One solution I am thinking of modding over the summer is a quest mechanism that helps solve threats like fallen empires and crisises without resorting to massive fleets and wars. Think Mass Effect, Star Trek, Fire Fly etc, where one ship/crew/person can provide the solution to a galactic problem. Ultimately, whatever mechanic, events, or solution is put in place has to make the overall game experience better than the one we currently have.

Edit:

The more I think about this, the more I am convinced that we are looking at the wrong question, as it fundamentally fails to see the big Stellaris picture. As I was writing this entry pieces of the puzzle started falling into place, namely the raw fire power needed to defeat most of the threats a player or AI empire faces within the game. Simply put, at present any nerfing or regression of doomstacks without first addressing the fundamental imbalances posed by galactic threats will invariably lead to a significant issue for all empires. I see this repeatedly in games where fallen empires awaken or one of the crisis events triggers externally to my empire. The AI is ill equipped to handle large threats (even to the point of not taking down monsters), so to introduce a new set of parametres that penalise concentrating your forces without given empires the capacity to handle large scale threats will result in games becoming very unbalanced.

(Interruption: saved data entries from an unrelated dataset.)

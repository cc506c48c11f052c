//! Certificates of completion and their rendered artifacts.

mod aggregate;
mod events;
mod grade;
mod id;
mod lookup;

pub use aggregate::{ArtifactState, Certificate, NewCertificate};
pub use events::{
    ArtifactRenderFailedData, ArtifactRenderRequestedData, ArtifactRenderedData,
    CertificateEvent, CertificateIssuedData, CertificateRevokedData,
};
pub use grade::Grade;
pub use id::CertificateId;
pub use lookup::{CertificateLookup, CertificateLookupEvent, CertificateRegisteredData};

use thiserror::Error;

#[derive(Debug, Error)]
pub enum CertificateError {
    #[error("Certificate already issued")]
    AlreadyIssued,

    #[error("Certificate has not been issued")]
    NotIssued,

    #[error("Certificate has been revoked: {reason}")]
    Revoked { reason: String },

    #[error("Certificate id is already registered")]
    AlreadyRegistered,
}
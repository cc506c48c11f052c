//! Certificate renderer trait and a self-contained PDF implementation.

use std::sync::Arc;
use std::sync::atomic::{AtomicU32, AtomicU64, Ordering};
use std::time::Duration;

use async_trait::async_trait;
use chrono::{DateTime, Utc};
use thiserror::Error;

/// Everything printed on a certificate.
#[derive(Debug, Clone, PartialEq, Eq)]
pub struct CertificateDocument {
    pub student_name: String,
    pub course_name: String,
    pub completion_date: DateTime<Utc>,
    pub certificate_id: String,
    pub grade: String,
    pub verification_url: String,
}

/// A render attempt failed. Renders are retried, so every failure is
/// treated as transient.
#[derive(Debug, Error)]
#[error("{0}")]
pub struct RenderError(pub String);

#[async_trait]
pub trait CertificateRenderer: Send + Sync {
    /// Produces the downloadable artifact (PDF bytes).
    async fn render(&self, document: &CertificateDocument) -> Result<Vec<u8>, RenderError>;
}

#[derive(Debug, Default)]
struct RendererControls {
    failures_left: AtomicU32,
    delay_ms: AtomicU64,
    renders: AtomicU32,
}

/// Renders a one-page PDF in process.
///
/// Failures and slowness can be injected for exercising the retry path.
#[derive(Debug, Clone, Default)]
pub struct InMemoryCertificateRenderer {
    controls: Arc<RendererControls>,
}

impl InMemoryCertificateRenderer {
    pub fn new() -> Self {
        Self::default()
    }

    /// Makes the next `count` render calls fail.
    pub fn fail_next(&self, count: u32) {
        self.controls.failures_left.store(count, Ordering::SeqCst);
    }

    /// Makes every render call take at least `delay`.
    pub fn set_delay(&self, delay: Duration) {
        self.controls
            .delay_ms
            .store(delay.as_millis() as u64, Ordering::SeqCst);
    }

    /// Render calls made so far, successful or not.
    pub fn render_count(&self) -> u32 {
        self.controls.renders.load(Ordering::SeqCst)
    }
}

#[async_trait]
impl CertificateRenderer for InMemoryCertificateRenderer {
    async fn render(&self, document: &CertificateDocument) -> Result<Vec<u8>, RenderError> {
        self.controls.renders.fetch_add(1, Ordering::SeqCst);

        let delay = self.controls.delay_ms.load(Ordering::SeqCst);
        if delay > 0 {
            tokio::time::sleep(Duration::from_millis(delay)).await;
        }

        let failing = self
            .controls
            .failures_left
            .fetch_update(Ordering::SeqCst, Ordering::SeqCst, |n| n.checked_sub(1))
            .is_ok();
        if failing {
            return Err(RenderError("renderer unavailable".to_string()));
        }

        Ok(certificate_pdf(document))
    }
}

/// Lays out the certificate text on an A4 landscape page.
pub fn certificate_pdf(document: &CertificateDocument) -> Vec<u8> {
    let lines: Vec<(u32, u32, String)> = vec![
        (36, 480, "Certificate of Completion".to_string()),
        (16, 420, "This is to certify that".to_string()),
        (30, 375, document.student_name.clone()),
        (16, 330, "has successfully completed the course".to_string()),
        (24, 290, document.course_name.clone()),
        (18, 245, format!("Grade: {}", document.grade)),
        (
            14,
            210,
            format!("Issued on {}", document.completion_date.format("%B %-d, %Y")),
        ),
        (
            10,
            120,
            format!("Certificate ID: {}", document.certificate_id),
        ),
        (10, 100, format!("Verify at {}", document.verification_url)),
    ];
    single_page_pdf(842, 595, &lines)
}

/// Writes a minimal PDF 1.4 file with one page of Helvetica text lines,
/// each given as (font size, baseline y, text).
fn single_page_pdf(width: u32, height: u32, lines: &[(u32, u32, String)]) -> Vec<u8> {
    let mut content = String::from("BT\n");
    for (size, y, text) in lines {
        content.push_str(&format!(
            "/F1 {size} Tf\n1 0 0 1 60 {y} Tm\n({}) Tj\n",
            escape_pdf_text(text)
        ));
    }
    content.push_str("ET\n");

    let objects = [
        "<< /Type /Catalog /Pages 2 0 R >>".to_string(),
        "<< /Type /Pages /Kids [3 0 R] /Count 1 >>".to_string(),
        format!(
            "<< /Type /Page /Parent 2 0 R /MediaBox [0 0 {width} {height}] \
             /Resources << /Font << /F1 4 0 R >> >> /Contents 5 0 R >>"
        ),
        "<< /Type /Font /Subtype /Type1 /BaseFont /Helvetica >>".to_string(),
        format!(
            "<< /Length {} >>\nstream\n{content}endstream",
            content.len()
        ),
    ];

    let mut out = b"%PDF-1.4\n".to_vec();
    let mut offsets = Vec::with_capacity(objects.len());
    for (index, body) in objects.iter().enumerate() {
        offsets.push(out.len());
        out.extend_from_slice(format!("{} 0 obj\n{body}\nendobj\n", index + 1).as_bytes());
    }

    let xref_at = out.len();
    let mut trailer = format!("xref\n0 {}\n0000000000 65535 f \n", objects.len() + 1);
    for offset in offsets {
        trailer.push_str(&format!("{offset:010} 00000 n \n"));
    }
    trailer.push_str(&format!(
        "trailer\n<< /Size {} /Root 1 0 R >>\nstartxref\n{xref_at}\n%%EOF\n",
        objects.len() + 1
    ));
    out.extend_from_slice(trailer.as_bytes());
    out
}

/// Escapes a string for a PDF literal. Characters outside Latin-1 are
/// replaced, since the standard Helvetica encoding cannot show them.
fn escape_pdf_text(text: &str) -> String {
    let mut escaped = String::with_capacity(text.len());
    for c in text.chars() {
        match c {
            '(' | ')' | '\\' => {
                escaped.push('\\');
                escaped.push(c);
            }
            c if c.is_ascii() && !c.is_ascii_control() => escaped.push(c),
            _ => escaped.push('?'),
        }
    }
    escaped
}

#[cfg(test)]
mod tests {
    use super::*;

    fn document() -> CertificateDocument {
        CertificateDocument {
            student_name: "Asha (A.) Rao".to_string(),
            course_name: "Rust Basics".to_string(),
            completion_date: Utc::now(),
            certificate_id: "CERT-0001".to_string(),
            grade: "A+".to_string(),
            verification_url: "http://localhost:5173/verify-certificate/CERT-0001".to_string(),
        }
    }

    #[tokio::test]
    async fn renders_a_pdf() {
        let renderer = InMemoryCertificateRenderer::new();
        let bytes = renderer.render(&document()).await.unwrap();

        assert!(bytes.starts_with(b"%PDF-1.4"));
        assert!(bytes.ends_with(b"%%EOF\n"));
        let text = String::from_utf8(bytes).unwrap();
        assert!(text.contains("(Asha \\(A.\\) Rao) Tj"));
        assert!(text.contains("Grade: A+"));
        assert_eq!(renderer.render_count(), 1);
    }

    #[tokio::test]
    async fn injected_failures_are_consumed() {
        let renderer = InMemoryCertificateRenderer::new();
        renderer.fail_next(2);

        assert!(renderer.render(&document()).await.is_err());
        assert!(renderer.render(&document()).await.is_err());
        assert!(renderer.render(&document()).await.is_ok());
        assert_eq!(renderer.render_count(), 3);
    }

    #[test]
    fn xref_offsets_point_at_objects() {
        let pdf = single_page_pdf(100, 100, &[(12, 50, "hi".to_string())]);
        let text = String::from_utf8(pdf).unwrap();
        let first_offset: usize = text
            .lines()
            .skip_while(|l| !l.starts_with("0000000000"))
            .nth(1)
            .and_then(|l| l.split(' ').next())
            .unwrap()
            .parse()
            .unwrap();
        assert!(text[first_offset..].starts_with("1 0 obj"));
    }

    #[test]
    fn non_latin_text_is_replaced() {
        assert_eq!(escape_pdf_text("Zoë"), "Zo?");
    }
}
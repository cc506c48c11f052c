use std::collections::HashSet;
use std::pin::Pin;

use async_trait::async_trait;
use futures_core::Stream;

use crate::{AggregateId, EventEnvelope, EventQuery, EventStoreError, Result, Snapshot, Version};

/// Options for appending events to one stream.
#[derive(Debug, Clone, Default)]
pub struct AppendOptions {
    /// Version the stream must be at for the append to succeed.
    /// If None, no version check is performed (use with caution).
    pub expected_version: Option<Version>,
}

impl AppendOptions {
    /// Creates options with no version check.
    pub fn new() -> Self {
        Self::default()
    }

    pub fn expect_version(version: Version) -> Self {
        Self {
            expected_version: Some(version),
        }
    }

    /// The stream must not exist yet.
    pub fn expect_new() -> Self {
        Self {
            expected_version: Some(Version::initial()),
        }
    }

    /// Expects `version`, treating version 0 as "stream must not exist".
    pub fn expect_at(version: Version) -> Self {
        if version == Version::initial() {
            Self::expect_new()
        } else {
            Self::expect_version(version)
        }
    }
}

/// Events for one stream inside a batch append.
#[derive(Debug, Clone)]
pub struct StreamAppend {
    pub events: Vec<EventEnvelope>,
    pub options: AppendOptions,
}

impl StreamAppend {
    pub fn new(events: Vec<EventEnvelope>, options: AppendOptions) -> Self {
        Self { events, options }
    }

    /// The stream this append targets, if it carries any events.
    pub fn aggregate_id(&self) -> Option<AggregateId> {
        self.events.first().map(|e| e.aggregate_id)
    }

    /// Version of the last event in this append.
    pub fn last_version(&self) -> Option<Version> {
        self.events.last().map(|e| e.version)
    }
}

/// A stream of events.
pub type EventStream = Pin<Box<dyn Stream<Item = Result<EventEnvelope>> + Send>>;

/// Core trait for event store implementations.
#[async_trait]
pub trait EventStore: Send + Sync {
    /// Appends events to several streams as a single unit.
    ///
    /// Either every stream in the batch is written or none is. Each stream's
    /// `expected_version` is checked under the same lock/transaction as the
    /// writes. Returns the new version of each stream, in batch order.
    async fn append_batch(&self, batch: Vec<StreamAppend>) -> Result<Vec<Version>>;

    /// Appends events to a single stream.
    async fn append(&self, events: Vec<EventEnvelope>, options: AppendOptions) -> Result<Version> {
        let versions = self
            .append_batch(vec![StreamAppend::new(events, options)])
            .await?;
        versions
            .into_iter()
            .next()
            .ok_or_else(|| EventStoreError::InvalidAppend("append produced no version".into()))
    }

    /// Retrieves all events for a stream in version order.
    async fn get_events_for_aggregate(
        &self,
        aggregate_id: AggregateId,
    ) -> Result<Vec<EventEnvelope>>;

    /// Retrieves events for a stream starting at `from_version` (inclusive).
    async fn get_events_for_aggregate_from_version(
        &self,
        aggregate_id: AggregateId,
        from_version: Version,
    ) -> Result<Vec<EventEnvelope>>;

    /// Retrieves events matching a query, in log order.
    async fn query_events(&self, query: EventQuery) -> Result<Vec<EventEnvelope>>;

    /// Streams the whole log in commit order.
    async fn stream_all_events(&self) -> Result<EventStream>;

    /// Returns None if the stream doesn't exist.
    async fn get_aggregate_version(&self, aggregate_id: AggregateId) -> Result<Option<Version>>;

    /// Saves a snapshot, replacing any previous one for the stream.
    async fn save_snapshot(&self, snapshot: Snapshot) -> Result<()>;

    async fn get_snapshot(&self, aggregate_id: AggregateId) -> Result<Option<Snapshot>>;
}

/// Extension trait providing convenience methods for event stores.
#[async_trait]
pub trait EventStoreExt: EventStore {
    /// Appends a single event to the store.
    async fn append_event(&self, event: EventEnvelope, options: AppendOptions) -> Result<Version> {
        self.append(vec![event], options).await
    }

    /// Checks if a stream has any events.
    async fn aggregate_exists(&self, aggregate_id: AggregateId) -> Result<bool> {
        Ok(self.get_aggregate_version(aggregate_id).await?.is_some())
    }

    /// Loads a stream's latest snapshot (if any) and the events after it.
    async fn load_aggregate(
        &self,
        aggregate_id: AggregateId,
    ) -> Result<(Option<Snapshot>, Vec<EventEnvelope>)> {
        if let Some(snapshot) = self.get_snapshot(aggregate_id).await? {
            let events = self
                .get_events_for_aggregate_from_version(aggregate_id, snapshot.version.next())
                .await?;
            Ok((Some(snapshot), events))
        } else {
            let events = self.get_events_for_aggregate(aggregate_id).await?;
            Ok((None, events))
        }
    }
}

impl<T: EventStore + ?Sized> EventStoreExt for T {}

/// Checks the shape of a batch before any of it is written.
///
/// Every stream must carry events for a single aggregate with sequential
/// versions, no stream may appear twice, and when an expected version is
/// given the first event must directly follow it.
pub fn validate_batch(batch: &[StreamAppend]) -> Result<()> {
    if batch.is_empty() {
        return Err(EventStoreError::InvalidAppend(
            "cannot append an empty batch".to_string(),
        ));
    }

    let mut seen = HashSet::with_capacity(batch.len());
    for append in batch {
        let Some(first) = append.events.first() else {
            return Err(EventStoreError::InvalidAppend(
                "cannot append an empty event list".to_string(),
            ));
        };

        if !seen.insert(first.aggregate_id) {
            return Err(EventStoreError::InvalidAppend(format!(
                "stream {} appears more than once in the batch",
                first.aggregate_id
            )));
        }

        if let Some(expected) = append.options.expected_version
            && first.version != expected.next()
        {
            return Err(EventStoreError::InvalidAppend(format!(
                "first event of stream {} has version {}, expected {}",
                first.aggregate_id,
                first.version,
                expected.next()
            )));
        }

        let mut expected_version = first.version;
        for event in append.events.iter().skip(1) {
            if event.aggregate_id != first.aggregate_id
                || event.aggregate_type != first.aggregate_type
            {
                return Err(EventStoreError::InvalidAppend(
                    "all events in a stream append must share one aggregate".to_string(),
                ));
            }
            expected_version = expected_version.next();
            if event.version != expected_version {
                return Err(EventStoreError::InvalidAppend(format!(
                    "event versions must be sequential: expected {}, got {}",
                    expected_version, event.version
                )));
            }
        }
    }

    Ok(())
}
//! Per-course enrolled-student counter.

use std::collections::BTreeSet;

use chrono::{DateTime, Utc};
use common::{AggregateId, CourseId, StudentId};
use event_store::Version;
use serde::{Deserialize, Serialize};
use thiserror::Error;

use crate::aggregate::{Aggregate, DomainEvent};

#[derive(Debug, Error)]
pub enum RosterError {
    #[error("Roster belongs to course {roster}, not {given}")]
    CourseMismatch { roster: CourseId, given: CourseId },
}

#[derive(Debug, Clone, Serialize, Deserialize)]
#[serde(tag = "type", content = "data")]
pub enum RosterEvent {
    StudentEnrolled(StudentEnrolledData),
    StudentWithdrawn(StudentWithdrawnData),
}

impl DomainEvent for RosterEvent {
    fn event_type(&self) -> &'static str {
        match self {
            RosterEvent::StudentEnrolled(_) => "StudentEnrolled",
            RosterEvent::StudentWithdrawn(_) => "StudentWithdrawn",
        }
    }
}

#[derive(Debug, Clone, Serialize, Deserialize)]
pub struct StudentEnrolledData {
    pub course_id: CourseId,
    pub student_id: StudentId,

    /// The confirmed payment that earned the seat.
    pub transaction_id: AggregateId,
    pub enrolled_at: DateTime<Utc>,
}

#[derive(Debug, Clone, Serialize, Deserialize)]
pub struct StudentWithdrawnData {
    pub student_id: StudentId,
    pub transaction_id: AggregateId,
    pub reason: String,
    pub withdrawn_at: DateTime<Utc>,
}

/// Enrolled-student count for one course.
///
/// Every seat is tied to the transaction that paid for it, so replays and
/// duplicate confirmations can never count a payment twice.
#[derive(Debug, Clone, Default, Serialize, Deserialize)]
pub struct CourseRoster {
    id: Option<AggregateId>,

    #[serde(default)]
    version: Version,

    course_id: Option<CourseId>,
    counted: BTreeSet<AggregateId>,
    withdrawn: BTreeSet<AggregateId>,
}

impl Aggregate for CourseRoster {
    type Event = RosterEvent;
    type Error = RosterError;

    fn aggregate_type() -> &'static str {
        "CourseRoster"
    }

    fn id(&self) -> Option<AggregateId> {
        self.id
    }

    fn version(&self) -> Version {
        self.version
    }

    fn set_version(&mut self, version: Version) {
        self.version = version;
    }

    fn apply(&mut self, event: Self::Event) {
        match event {
            RosterEvent::StudentEnrolled(data) => {
                if self.id.is_none() {
                    self.id = Some(Self::stream_id(data.course_id));
                    self.course_id = Some(data.course_id);
                }
                self.counted.insert(data.transaction_id);
            }
            RosterEvent::StudentWithdrawn(data) => {
                self.withdrawn.insert(data.transaction_id);
            }
        }
    }
}

impl CourseRoster {
    pub fn stream_id(course_id: CourseId) -> AggregateId {
        AggregateId::derived("course-roster", &[course_id.as_uuid()])
    }

    /// Students currently holding a seat.
    pub fn enrolled_students(&self) -> usize {
        self.counted.len() - self.withdrawn.len()
    }

    /// Students ever enrolled, including those since withdrawn.
    pub fn total_enrollments(&self) -> usize {
        self.counted.len()
    }

    pub fn has_counted(&self, transaction_id: &AggregateId) -> bool {
        self.counted.contains(transaction_id)
    }

    /// Counts a confirmed payment. A transaction is only ever counted once.
    pub fn enroll(
        &self,
        course_id: CourseId,
        student_id: StudentId,
        transaction_id: AggregateId,
    ) -> Result<Vec<RosterEvent>, RosterError> {
        self.ensure_course(course_id)?;

        if self.has_counted(&transaction_id) {
            return Ok(vec![]);
        }

        Ok(vec![RosterEvent::StudentEnrolled(StudentEnrolledData {
            course_id,
            student_id,
            transaction_id,
            enrolled_at: Utc::now(),
        })])
    }

    /// Releases the seat a transaction paid for. Unknown or already
    /// released seats are left alone.
    pub fn withdraw(
        &self,
        student_id: StudentId,
        transaction_id: AggregateId,
        reason: &str,
    ) -> Result<Vec<RosterEvent>, RosterError> {
        if !self.has_counted(&transaction_id) || self.withdrawn.contains(&transaction_id) {
            return Ok(vec![]);
        }

        Ok(vec![RosterEvent::StudentWithdrawn(StudentWithdrawnData {
            student_id,
            transaction_id,
            reason: reason.to_string(),
            withdrawn_at: Utc::now(),
        })])
    }

    fn ensure_course(&self, course_id: CourseId) -> Result<(), RosterError> {
        match self.course_id {
            Some(roster) if roster != course_id => Err(RosterError::CourseMismatch {
                roster,
                given: course_id,
            }),
            _ => Ok(()),
        }
    }
}
//! Enrollment aggregate and related types.

mod aggregate;
mod events;
mod state;

pub use aggregate::{Enrollment, progress_percent};
pub use events::{
    EnrollmentCancelledData, EnrollmentCompletedData, EnrollmentEvent, EnrollmentInitiatedData,
    LessonAccessedData, LessonCompletedData, PaymentConfirmedData, PaymentFailedData,
    ProgressRecalculatedData, TransactionAttachedData,
};
pub use state::{EnrollmentStatus, PaymentStatus};

use common::AggregateId;
use thiserror::Error;

/// Errors that can occur during enrollment operations.
#[derive(Debug, Error)]
pub enum EnrollmentError {
    #[error("Already enrolled in this course")]
    AlreadyEnrolled,

    #[error("Enrollment has not been initiated")]
    NotInitiated,

    /// The enrollment does not grant access to the course.
    #[error("Not enrolled in this course")]
    NotEnrolled,

    #[error("Payment {transaction_id} is still pending")]
    PaymentPending { transaction_id: AggregateId },

    #[error("Transaction {given} does not back this enrollment")]
    TransactionMismatch {
        current: Option<AggregateId>,
        given: AggregateId,
    },

    #[error("Invalid state transition: cannot {action} from {current} state")]
    InvalidStateTransition {
        current: EnrollmentStatus,
        action: &'static str,
    },
}
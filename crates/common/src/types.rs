use serde::{Deserialize, Serialize};
use uuid::Uuid;

/// Namespace for name-based stream identifiers.
const STREAM_NAMESPACE: Uuid = Uuid::from_u128(0x6f1c_2a4e_9b3d_4e7a_8c51_d2f0_3a9b_7e64);

/// Unique identifier for an aggregate instance (an event stream).
///
/// Random ids are time-ordered (UUID v7). Streams that must be unique per
/// natural key use [`AggregateId::derived`], so two writers racing to create
/// "the same" stream collide on its first version instead of creating two.
#[derive(Debug, Clone, Copy, PartialEq, Eq, PartialOrd, Ord, Hash, Serialize, Deserialize)]
#[serde(transparent)]
pub struct AggregateId(Uuid);

impl AggregateId {
    /// Creates a new time-ordered aggregate ID.
    pub fn new() -> Self {
        Self(Uuid::now_v7())
    }

    /// Derives a stable stream ID from a stream kind and the ids that key it.
    pub fn derived(kind: &str, parts: &[Uuid]) -> Self {
        let mut name = Vec::with_capacity(kind.len() + parts.len() * 16);
        name.extend_from_slice(kind.as_bytes());
        for part in parts {
            name.extend_from_slice(part.as_bytes());
        }
        Self(Uuid::new_v5(&STREAM_NAMESPACE, &name))
    }

    /// Derives a stable stream ID from a stream kind and a string key.
    pub fn derived_from_key(kind: &str, key: &str) -> Self {
        let name = format!("{kind}/{key}");
        Self(Uuid::new_v5(&STREAM_NAMESPACE, name.as_bytes()))
    }

    /// Creates an aggregate ID from an existing UUID.
    pub fn from_uuid(uuid: Uuid) -> Self {
        Self(uuid)
    }

    /// Returns the underlying UUID.
    pub fn as_uuid(&self) -> Uuid {
        self.0
    }
}

impl Default for AggregateId {
    fn default() -> Self {
        Self::new()
    }
}

impl std::fmt::Display for AggregateId {
    fn fmt(&self, f: &mut std::fmt::Formatter<'_>) -> std::fmt::Result {
        write!(f, "{}", self.0)
    }
}

impl std::str::FromStr for AggregateId {
    type Err = uuid::Error;

    fn from_str(s: &str) -> Result<Self, Self::Err> {
        Uuid::parse_str(s).map(Self)
    }
}

impl From<Uuid> for AggregateId {
    fn from(uuid: Uuid) -> Self {
        Self(uuid)
    }
}

impl From<AggregateId> for Uuid {
    fn from(id: AggregateId) -> Self {
        id.0
    }
}

macro_rules! entity_id {
    ($(#[$meta:meta])* $name:ident) => {
        $(#[$meta])*
        #[derive(Debug, Clone, Copy, PartialEq, Eq, PartialOrd, Ord, Hash, Serialize, Deserialize)]
        #[serde(transparent)]
        pub struct $name(Uuid);

        impl $name {
            /// Creates a new random ID.
            pub fn new() -> Self {
                Self(Uuid::new_v4())
            }

            /// Wraps an existing UUID.
            pub fn from_uuid(uuid: Uuid) -> Self {
                Self(uuid)
            }

            /// Returns the underlying UUID.
            pub fn as_uuid(&self) -> Uuid {
                self.0
            }
        }

        impl Default for $name {
            fn default() -> Self {
                Self::new()
            }
        }

        impl std::fmt::Display for $name {
            fn fmt(&self, f: &mut std::fmt::Formatter<'_>) -> std::fmt::Result {
                write!(f, "{}", self.0)
            }
        }

        impl std::str::FromStr for $name {
            type Err = uuid::Error;

            fn from_str(s: &str) -> Result<Self, Self::Err> {
                Uuid::parse_str(s).map(Self)
            }
        }

        impl From<Uuid> for $name {
            fn from(uuid: Uuid) -> Self {
                Self(uuid)
            }
        }

        impl From<$name> for Uuid {
            fn from(id: $name) -> Self {
                id.0
            }
        }
    };
}

entity_id!(
    /// Identifier of a student, as issued by the authentication service.
    StudentId
);

entity_id!(
    /// Identifier of a course in the catalog.
    CourseId
);

entity_id!(
    /// Identifier of a lesson within a course.
    LessonId
);

#[cfg(test)]
mod tests {
    use super::*;

    #[test]
    fn aggregate_id_new_creates_unique_ids() {
        let id1 = AggregateId::new();
        let id2 = AggregateId::new();
        assert_ne!(id1, id2);
    }

    #[test]
    fn new_aggregate_ids_are_time_ordered() {
        let id = AggregateId::new();
        assert_eq!(id.as_uuid().get_version_num(), 7);
    }

    #[test]
    fn derived_ids_are_stable_per_key() {
        let student = StudentId::new();
        let course = CourseId::new();

        let a = AggregateId::derived("enrollment", &[student.as_uuid(), course.as_uuid()]);
        let b = AggregateId::derived("enrollment", &[student.as_uuid(), course.as_uuid()]);
        assert_eq!(a, b);
    }

    #[test]
    fn derived_ids_differ_by_kind_and_order() {
        let student = StudentId::new();
        let course = CourseId::new();

        let enrollment = AggregateId::derived("enrollment", &[student.as_uuid(), course.as_uuid()]);
        let certificate =
            AggregateId::derived("certificate", &[student.as_uuid(), course.as_uuid()]);
        let swapped = AggregateId::derived("enrollment", &[course.as_uuid(), student.as_uuid()]);

        assert_ne!(enrollment, certificate);
        assert_ne!(enrollment, swapped);
    }

    #[test]
    fn derived_from_key_is_stable() {
        let a = AggregateId::derived_from_key("certificate-id", "CERT-ABC");
        let b = AggregateId::derived_from_key("certificate-id", "CERT-ABC");
        let c = AggregateId::derived_from_key("certificate-id", "CERT-ABD");
        assert_eq!(a, b);
        assert_ne!(a, c);
    }

    #[test]
    fn aggregate_id_from_uuid_preserves_value() {
        let uuid = Uuid::new_v4();
        let id = AggregateId::from_uuid(uuid);
        assert_eq!(id.as_uuid(), uuid);
    }

    #[test]
    fn entity_ids_parse_from_strings() {
        let id = LessonId::new();
        let parsed: LessonId = id.to_string().parse().unwrap();
        assert_eq!(parsed, id);
        assert!("not-a-uuid".parse::<CourseId>().is_err());
    }

    #[test]
    fn ids_serialize_as_plain_uuid_strings() {
        let id = StudentId::new();
        let json = serde_json::to_string(&id).unwrap();
        assert_eq!(json, format!("\"{}\"", id.as_uuid()));
        let back: StudentId = serde_json::from_str(&json).unwrap();
        assert_eq!(back, id);
    }
}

I appreciate that this topic has been focused on empire v empire conflict, and to a point I think there is a great deal that can be done to resolve this, but if the changes that result from this meant that empires are left in a position where effective countering of fallen empires and crisis events becomes harder/impossible then I would have to question the changes.

Ninja rejig of my prior AoE comments:

I appreciate that AoE has been done to death, and I hold my hand up for not reading all 34 pages of comments. My main observation is that the quickest way to deal with blobbing is a weapon that can take out multiple ships/damage multiple ships. I completely appreciate that this will be abused, which is why I suggested making this L or X weapons - possibly static defense only. Of course this is not a perfect solution, and while I think they have a place in the game, they would easily overshadow anything else in an empire's arsenal.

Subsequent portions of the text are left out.